Livros me fazem companhia.
Há algo naquelas páginas, naquela ordem continua de caracteres, espaços, sequências que vou decodificando linha a linha. Sim há algo que me dá segurança, calma e bem estar.
Desde as primeiras linhas lidas de um livro, hoje apenas parcialmente presente nos tempos da infância, que com um deles aberto passo noites seguras, nada poderia me atingir enquanto minha mente estivesse imersa nas historias, nas vidas dos personagens que viviam por mim e comigo aquelas noites da infância, que fora deles me assustavam tanto.
Como era difícil vir ao real e sair da cama, do reino de ler solitário e ao mesmo tempo tão acompanhado, para o corredor escuro que levava ao banheiro assustador, nada na ficção me assustava mais do que imaginar o que podia ser real, mesmo que este real só eu sentisse.
Era um correr ao ir, uma pressa do laborar e um curisco de voltar. Me jogar mesmo de longe na cama, cobrir e voltar rápido a segurança da realidade do ler.
Ufa! Ali naqueles primeiros livros o que era bom era bom o que era ruim era ruim e perdia no final, tão certo como o sol nascer trazia a luz para o quarto e aí sim eu podia dormir, pois as criaturas reais do mal não saem a luz do amanhecer das crianças.

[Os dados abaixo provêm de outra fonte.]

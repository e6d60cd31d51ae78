// Copyright 2025-Present Datadog, Inc. https://www.datadoghq.com/
// SPDX-License-Identifier: Apache-2.0

//! Read-only carriers for extracting trace context from text maps.
//!
//! Lookups are case-insensitive so HTTP headers match regardless of how the
//! transport normalized them (`X-Datadog-Trace-Id` vs `x-datadog-trace-id`).

use std::collections::HashMap;

use serde_json::Value;

/// Source of propagation headers.
pub trait Extractor {
    /// Gets a value by key, ignoring ASCII case.
    fn get(&self, key: &str) -> Option<&str>;
}

impl<S: std::hash::BuildHasher> Extractor for HashMap<String, String, S> {
    fn get(&self, key: &str) -> Option<&str> {
        if let Some(value) = HashMap::get(self, key) {
            return Some(value.as_str());
        }
        self.iter()
            .find(|(k, _)| k.eq_ignore_ascii_case(key))
            .map(|(_, v)| v.as_str())
    }
}

/// Only `Value::Object` carriers yield values; string members are returned as-is.
impl Extractor for Value {
    fn get(&self, key: &str) -> Option<&str> {
        let Value::Object(map) = self else {
            return None;
        };
        map.get(key)
            .or_else(|| {
                map.iter()
                    .find(|(k, _)| k.eq_ignore_ascii_case(key))
                    .map(|(_, v)| v)
            })
            .and_then(Value::as_str)
    }
}
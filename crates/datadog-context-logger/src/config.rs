// Copyright 2025-Present Datadog, Inc. https://www.datadoghq.com/
// SPDX-License-Identifier: Apache-2.0

//! Logger configuration from environment variables or config files.
//!
//! | Variable            | Member       | Default |
//! |---------------------|--------------|---------|
//! | `DD_LOG_LEVEL`      | `log_level`  | `error` |
//! | `DD_LOG_FORMAT`     | `log_format` | `text`  |
//! | `DD_LOG_DIRECTIVES` | `directives` | none    |
//! | `DD_ENV`            | `service.environment` | empty |
//! | `DD_SERVICE`        | `service.name`        | empty |
//! | `DD_VERSION`        | `service.version`     | empty |
//! | `DD_INSTANCE_ID`    | `service.instance_id` | empty |

use std::env;
use std::str::FromStr;

use serde::Deserialize;

use crate::error::{Error, Result};
use crate::level::Level;
use crate::service::ServiceInfo;

pub const DEFAULT_LOG_LEVEL: &str = "error";

/// Output encoding of the `tracing` backend.
#[derive(Debug, Clone, Copy, PartialEq, Eq, Default, Deserialize)]
#[serde(rename_all = "lowercase")]
pub enum LogFormat {
    /// `LEVEL | message key=value ...`
    #[default]
    Text,
    /// One JSON object per line.
    Json,
}

impl FromStr for LogFormat {
    type Err = String;

    fn from_str(s: &str) -> std::result::Result<Self, Self::Err> {
        match s.trim().to_lowercase().as_str() {
            "text" => Ok(LogFormat::Text),
            "json" => Ok(LogFormat::Json),
            _ => Err(format!("Invalid log format: '{s}'. Valid formats are: text, json")),
        }
    }
}

#[derive(Debug, Clone, PartialEq, Eq, Deserialize)]
#[serde(default)]
pub struct LoggerConfig {
    /// Level token, validated when a logger is built from this config.
    pub log_level: String,
    pub log_format: LogFormat,
    pub service: ServiceInfo,
    /// Extra `EnvFilter` directives for the installed subscriber,
    /// e.g. `hyper=off,h2=off`.
    pub directives: Option<String>,
}

impl Default for LoggerConfig {
    fn default() -> Self {
        Self {
            log_level: DEFAULT_LOG_LEVEL.to_string(),
            log_format: LogFormat::default(),
            service: ServiceInfo::default(),
            directives: None,
        }
    }
}

impl LoggerConfig {
    /// Create configuration from environment variables
    pub fn from_env() -> Result<Self> {
        Self::from_lookup(|key| env::var(key).ok())
    }

    /// Create configuration from an arbitrary variable lookup.
    pub fn from_lookup<F>(lookup: F) -> Result<Self>
    where
        F: Fn(&str) -> Option<String>,
    {
        let var = |key: &str| lookup(key).unwrap_or_default();

        let log_level = lookup("DD_LOG_LEVEL")
            .map(|val| val.trim().to_lowercase())
            .filter(|val| !val.is_empty())
            .unwrap_or_else(|| DEFAULT_LOG_LEVEL.to_string());

        let log_format = match lookup("DD_LOG_FORMAT") {
            Some(val) if !val.trim().is_empty() => {
                LogFormat::from_str(&val).map_err(Error::InvalidConfig)?
            }
            _ => LogFormat::default(),
        };

        let directives = lookup("DD_LOG_DIRECTIVES").filter(|val| !val.trim().is_empty());

        let config = Self {
            log_level,
            log_format,
            service: ServiceInfo {
                environment: var("DD_ENV"),
                name: var("DD_SERVICE"),
                version: var("DD_VERSION"),
                instance_id: var("DD_INSTANCE_ID"),
            },
            directives,
        };

        config.validate()?;
        Ok(config)
    }

    /// Validate the configuration
    pub fn validate(&self) -> Result<()> {
        self.level().map(|_| ())
    }

    pub fn level(&self) -> Result<Level> {
        Level::from_str(&self.log_level)
    }
}

#[cfg(test)]
mod tests {
    use super::*;
    use serde_json::json;
    use std::collections::HashMap;

    fn lookup(vars: &[(&str, &str)]) -> impl Fn(&str) -> Option<String> {
        let vars: HashMap<String, String> = vars
            .iter()
            .map(|(k, v)| ((*k).to_string(), (*v).to_string()))
            .collect();
        move |key: &str| vars.get(key).cloned()
    }

    #[test]
    fn test_defaults() {
        let config = LoggerConfig::from_lookup(lookup(&[])).unwrap();
        assert_eq!(config, LoggerConfig::default());
        assert_eq!(config.level().unwrap(), Level::Error);
        assert!(config.service.is_empty());
    }

    #[test]
    fn test_from_lookup() {
        let config = LoggerConfig::from_lookup(lookup(&[
            ("DD_LOG_LEVEL", "DEBUG"),
            ("DD_LOG_FORMAT", "json"),
            ("DD_LOG_DIRECTIVES", "hyper=off"),
            ("DD_ENV", "staging"),
            ("DD_SERVICE", "payments"),
            ("DD_VERSION", "2.0.1"),
            ("DD_INSTANCE_ID", "pod-7"),
        ]))
        .unwrap();

        assert_eq!(config.level().unwrap(), Level::Debug);
        assert_eq!(config.log_format, LogFormat::Json);
        assert_eq!(config.directives.as_deref(), Some("hyper=off"));
        assert_eq!(config.service.environment, "staging");
        assert_eq!(config.service.name, "payments");
        assert_eq!(config.service.version, "2.0.1");
        assert_eq!(config.service.instance_id, "pod-7");
    }

    #[test]
    fn test_invalid_level_is_rejected() {
        let err = LoggerConfig::from_lookup(lookup(&[("DD_LOG_LEVEL", "chatty")])).unwrap_err();
        assert!(matches!(err, Error::InvalidLevel(_)));
    }

    #[test]
    fn test_invalid_format_is_rejected() {
        let err = LoggerConfig::from_lookup(lookup(&[("DD_LOG_FORMAT", "xml")])).unwrap_err();
        assert!(err.to_string().contains("Invalid log format: 'xml'"));
    }

    #[test]
    fn test_deserialize_config() {
        let config: LoggerConfig = serde_json::from_value(json!({
            "log_level": "info",
            "log_format": "json",
            "service": { "name": "api" }
        }))
        .unwrap();

        assert_eq!(config.level().unwrap(), Level::Info);
        assert_eq!(config.log_format, LogFormat::Json);
        assert_eq!(config.service.name, "api");
        assert_eq!(config.directives, None);
    }
}
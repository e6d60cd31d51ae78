// Copyright 2025-Present Datadog, Inc. https://www.datadoghq.com/
// SPDX-License-Identifier: Apache-2.0

//! Installation of the global `tracing` subscriber records are written to.
//!
//! Text output uses [`Formatter`]:
//! ```text
//! LEVEL | [span_name{span_fields}: ]message {event_fields}
//! ```
//!
//! JSON output uses [`JsonFormatter`], which lifts the record's structured
//! fields to top-level members:
//! ```text
//! {"level":"INFO","message":"order created","order.id":42,"service.name":"checkout"}
//! ```
//!
//! # Example
//!
//! ```text
//! INFO | order created fields=order.id=42 service.name=checkout
//! FATAL | handler{route="/pay"}: payment failed fatal=true fields=sender=gateway
//! ```
//!
//! Level filtering happens in the logger's atomic threshold, so the
//! subscriber accepts everything unless directives narrow it.

use std::fmt;

use serde_json::{Map, Value};
use tracing_core::field::{Field, Visit};
use tracing_core::{Event, Subscriber};
use tracing_subscriber::fmt::{
    format::{self, FormatEvent, FormatFields},
    FmtContext, FormattedFields,
};
use tracing_subscriber::registry::LookupSpan;
use tracing_subscriber::EnvFilter;

use crate::config::{LogFormat, LoggerConfig};
use crate::error::{Error, Result};

/// Directives applied before any configured ones.
const BASE_DIRECTIVES: &str = "trace,h2=off,hyper=off,rustls=off";

/// Event field marking a fatal record.
const FATAL_FIELD: &str = "fatal";
/// Event field holding the rendered structured fields of a record.
const RECORD_FIELDS_FIELD: &str = "fields";
const MESSAGE_FIELD: &str = "message";

/// Fatal records travel as ERROR events; they are labeled `FATAL` on output.
fn level_label(event: &Event<'_>) -> &'static str {
    let metadata = event.metadata();
    if metadata.fields().field(FATAL_FIELD).is_some() {
        "FATAL"
    } else {
        metadata.level().as_str()
    }
}

/// Plain-text event formatter.
#[derive(Debug, Clone, Copy)]
pub struct Formatter;

impl<S, N> FormatEvent<S, N> for Formatter
where
    S: Subscriber + for<'a> LookupSpan<'a>,
    N: for<'a> FormatFields<'a> + 'static,
{
    fn format_event(
        &self,
        ctx: &FmtContext<'_, S, N>,
        mut writer: format::Writer<'_>,
        event: &Event<'_>,
    ) -> fmt::Result {
        write!(&mut writer, "{} | ", level_label(event))?;

        if let Some(scope) = ctx.event_scope() {
            for span in scope.from_root() {
                write!(writer, "{}", span.name())?;

                let ext = span.extensions();
                if let Some(fields) = ext.get::<FormattedFields<N>>() {
                    if !fields.is_empty() {
                        write!(writer, "{{{fields}}}")?;
                    }
                }
                write!(writer, ": ")?;
            }
        }

        ctx.field_format().format_fields(writer.by_ref(), event)?;
        writeln!(writer)
    }
}

/// One JSON object per record.
///
/// The `fields` member written by the JSON backend is unpacked so every
/// structured field is a queryable top-level key. `level` and `message`
/// take precedence over fields of the same name.
#[derive(Debug, Clone, Copy)]
pub struct JsonFormatter;

impl<S, N> FormatEvent<S, N> for JsonFormatter
where
    S: Subscriber + for<'a> LookupSpan<'a>,
    N: for<'a> FormatFields<'a> + 'static,
{
    fn format_event(
        &self,
        ctx: &FmtContext<'_, S, N>,
        mut writer: format::Writer<'_>,
        event: &Event<'_>,
    ) -> fmt::Result {
        let mut visitor = JsonVisitor::default();
        event.record(&mut visitor);

        let mut record = visitor.fields;
        if let Some(scope) = ctx.event_scope() {
            let spans: Vec<Value> = scope
                .from_root()
                .map(|span| Value::String(span.name().to_string()))
                .collect();
            record.insert("spans".to_string(), Value::Array(spans));
        }
        record.insert("level".to_string(), Value::from(level_label(event)));
        record.insert(MESSAGE_FIELD.to_string(), Value::String(visitor.message));

        let line = serde_json::to_string(&Value::Object(record)).map_err(|_| fmt::Error)?;
        writeln!(writer, "{line}")
    }
}

#[derive(Default)]
struct JsonVisitor {
    message: String,
    fields: Map<String, Value>,
}

impl JsonVisitor {
    fn insert(&mut self, field: &Field, value: Value) {
        self.fields.insert(field.name().to_string(), value);
    }

    fn record_text(&mut self, field: &Field, text: String) {
        match field.name() {
            MESSAGE_FIELD => self.message = text,
            RECORD_FIELDS_FIELD => match serde_json::from_str::<Value>(&text) {
                Ok(Value::Object(members)) => self.fields.extend(members),
                // logfmt-rendered fields stay a single string member
                _ => self.insert(field, Value::String(text)),
            },
            _ => self.insert(field, Value::String(text)),
        }
    }
}

impl Visit for JsonVisitor {
    fn record_bool(&mut self, field: &Field, value: bool) {
        self.insert(field, Value::Bool(value));
    }

    fn record_i64(&mut self, field: &Field, value: i64) {
        self.insert(field, Value::from(value));
    }

    fn record_u64(&mut self, field: &Field, value: u64) {
        self.insert(field, Value::from(value));
    }

    fn record_f64(&mut self, field: &Field, value: f64) {
        self.insert(field, Value::from(value));
    }

    fn record_str(&mut self, field: &Field, value: &str) {
        self.record_text(field, value.to_string());
    }

    fn record_debug(&mut self, field: &Field, value: &dyn fmt::Debug) {
        self.record_text(field, format!("{value:?}"));
    }
}

/// Builds the filter for `config`.
pub fn env_filter(config: &LoggerConfig) -> Result<EnvFilter> {
    let directives = match config.directives.as_deref() {
        Some(extra) => format!("{BASE_DIRECTIVES},{extra}"),
        None => BASE_DIRECTIVES.to_string(),
    };
    EnvFilter::try_new(&directives)
        .map_err(|e| Error::BackendInit(format!("invalid log directives '{directives}': {e}")))
}

/// Installs the global subscriber for `config`.
///
/// Fails if the directives do not parse or a global subscriber is already set.
pub fn init(config: &LoggerConfig) -> Result<()> {
    let filter = env_filter(config)?;
    let builder = tracing_subscriber::fmt::Subscriber::builder()
        .with_env_filter(filter)
        .with_level(true)
        .with_thread_names(false)
        .with_thread_ids(false)
        .with_line_number(false)
        .with_file(false)
        .with_target(false);

    let installed = match config.log_format {
        LogFormat::Text => builder.event_format(Formatter).try_init(),
        LogFormat::Json => builder.event_format(JsonFormatter).try_init(),
    };

    installed.map_err(|e| Error::BackendInit(e.to_string()))
}
// Copyright 2025-Present Datadog, Inc. https://www.datadoghq.com/
// SPDX-License-Identifier: Apache-2.0

//! Trace correlation: reads the active trace and span ids out of a
//! [`Context`].
//!
//! Ids are produced by an external tracer. The tracer (or the request edge,
//! via [`extract_span_context`]) records a [`SpanContext`] in the context and
//! the logger renders its ids as `trace.id` / `span.id`.

pub mod carrier;
pub mod propagation;
pub mod span_context;

use crate::context::{Context, ContextKey, Lookup};

pub use carrier::Extractor;
pub use span_context::SpanContext;

const SPAN_CONTEXT_KEY: ContextKey = ContextKey::new("trace.span_context");

/// Records the tracer's current span in `ctx`.
#[must_use]
pub fn set_span_context(ctx: &Context, span: SpanContext) -> Context {
    ctx.with_value(SPAN_CONTEXT_KEY, span)
}

#[must_use]
pub fn span_context(ctx: &Context) -> Option<&SpanContext> {
    match ctx.get::<SpanContext>(SPAN_CONTEXT_KEY) {
        Lookup::Found(span) => Some(span),
        Lookup::Absent | Lookup::Mismatch => None,
    }
}

/// Active trace id as lowercase hex, or `""` when none is recorded.
#[must_use]
pub fn trace_id(ctx: &Context) -> String {
    span_context(ctx)
        .filter(|span| span.has_trace_id())
        .map(SpanContext::trace_id_hex)
        .unwrap_or_default()
}

/// Active span id as lowercase hex, or `""` when none is recorded.
#[must_use]
pub fn span_id(ctx: &Context) -> String {
    span_context(ctx)
        .filter(|span| span.has_span_id())
        .map(SpanContext::span_id_hex)
        .unwrap_or_default()
}

/// Extracts propagated trace headers from `carrier` into `ctx`.
///
/// Returns `ctx` unchanged when the carrier holds no usable trace context.
#[must_use]
pub fn extract_span_context(ctx: &Context, carrier: &dyn Extractor) -> Context {
    match propagation::extract(carrier) {
        Some(span) => set_span_context(ctx, span),
        None => ctx.clone(),
    }
}

#[cfg(test)]
mod tests {
    use super::*;
    use std::collections::HashMap;

    #[test]
    fn test_absent_span_context() {
        let ctx = Context::background();
        assert_eq!(trace_id(&ctx), "");
        assert_eq!(span_id(&ctx), "");
    }

    #[test]
    fn test_reads_recorded_ids() {
        let ctx = set_span_context(&Context::background(), SpanContext::new(0xabc, 0x12));
        assert_eq!(trace_id(&ctx), "00000000000000000000000000000abc");
        assert_eq!(span_id(&ctx), "0000000000000012");
    }

    #[test]
    fn test_zero_ids_read_as_empty() {
        let ctx = set_span_context(&Context::background(), SpanContext::new(5, 0));
        assert_eq!(trace_id(&ctx), "00000000000000000000000000000005");
        assert_eq!(span_id(&ctx), "");
    }

    #[test]
    fn test_extract_span_context() {
        let headers = HashMap::from([
            ("x-datadog-trace-id".to_string(), "10".to_string()),
            ("x-datadog-parent-id".to_string(), "11".to_string()),
        ]);
        let ctx = extract_span_context(&Context::background(), &headers);
        assert_eq!(span_context(&ctx).map(|s| s.span_id), Some(11));
    }

    #[test]
    fn test_extract_without_headers_keeps_context() {
        let ctx = Context::background();
        let same = extract_span_context(&ctx, &HashMap::<String, String>::new());
        assert!(Context::ptr_eq(&ctx, &same));
    }
}
// Copyright 2025-Present Datadog, Inc. https://www.datadoghq.com/
// SPDX-License-Identifier: Apache-2.0

//! Normalization of positional logging arguments.
//!
//! The plain logging methods take a loose argument list: the first element
//! is the message and the rest alternate key, value, key, value. A trailing
//! key without a value is paired with `""`. An empty argument list yields an
//! empty, undecorated message.
//!
//! ```text
//! ["hello", "a", "b", "c"]  =>  msg="hello"  a="b"  c=""
//! ```

use std::fmt;

use crate::context::Context;
use crate::prefix;

/// Message plus the string pairs recovered from a positional argument list.
#[derive(Debug, Default, Clone, PartialEq, Eq)]
pub struct Normalized {
    pub message: String,
    pub pairs: Vec<(String, String)>,
}

/// Splits `args` into a prefix-decorated message and key/value pairs.
#[must_use]
pub fn normalize(ctx: &Context, args: &[&dyn fmt::Display]) -> Normalized {
    let Some((first, rest)) = args.split_first() else {
        return Normalized::default();
    };

    let pairs = rest
        .chunks(2)
        .map(|pair| {
            let value = pair.get(1).map(ToString::to_string).unwrap_or_default();
            (pair[0].to_string(), value)
        })
        .collect();

    Normalized {
        message: prefix::decorate(ctx, &first.to_string()),
        pairs,
    }
}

Foi na companhia constante deste amigo de milhões de páginas que peguei amor pelo ler, os livros foram ficando mais complexos, já não tratavam de formas definidas de bem e mal, mas eu também já tinha crescido, já tinha me aproximado do mundo assustador da adolescência, onde uma enorme arrogância substitui nosso pensar e não tememos o que deveríamos temer que é nossa própria ignorância, os livros já tinham um conteúdo erótico que levava agora a um novo tipo de labuta nos intervalos, ou mesmo durante, a leitura, é fazia parte laborar para entender o que acontecia ir se aprendendo, ali estava o livro, as vezes ilustrado, escondido dentro das edições permitidas pelos provedores, de literatura para adolescentes.
Os medos eram outros e não definidos nem para nós mesmos. Medos do crescer.
Depois vieram os livros mais acadêmicos, leituras que para tantos era obrigatória, eu devorava, procurava mais, aprendi o caminho da livraria, não viajava sem levar um parceiro cheio de letras comigo, as noites fora de casa as vezes ainda eram assustadoras.
Passei até agora meus 50 anos lendo e relendo, sem muita ordem, apesar das necessidades de estudos, mas a sede de chegar ao fim daquela página, ao fim do capítulo, ao fim do livro, continua a mesma, mesmo que o dia amanheça, me pesa deixar as páginas sem concluir o que tem a me dizer.
E hoje, morando só, gripado e com febre, recorro aos meus velhos parceiros de jornada, para me fazer companhia. Obrigado livros por me fazerem leitor da vida que vocês me proporcionam.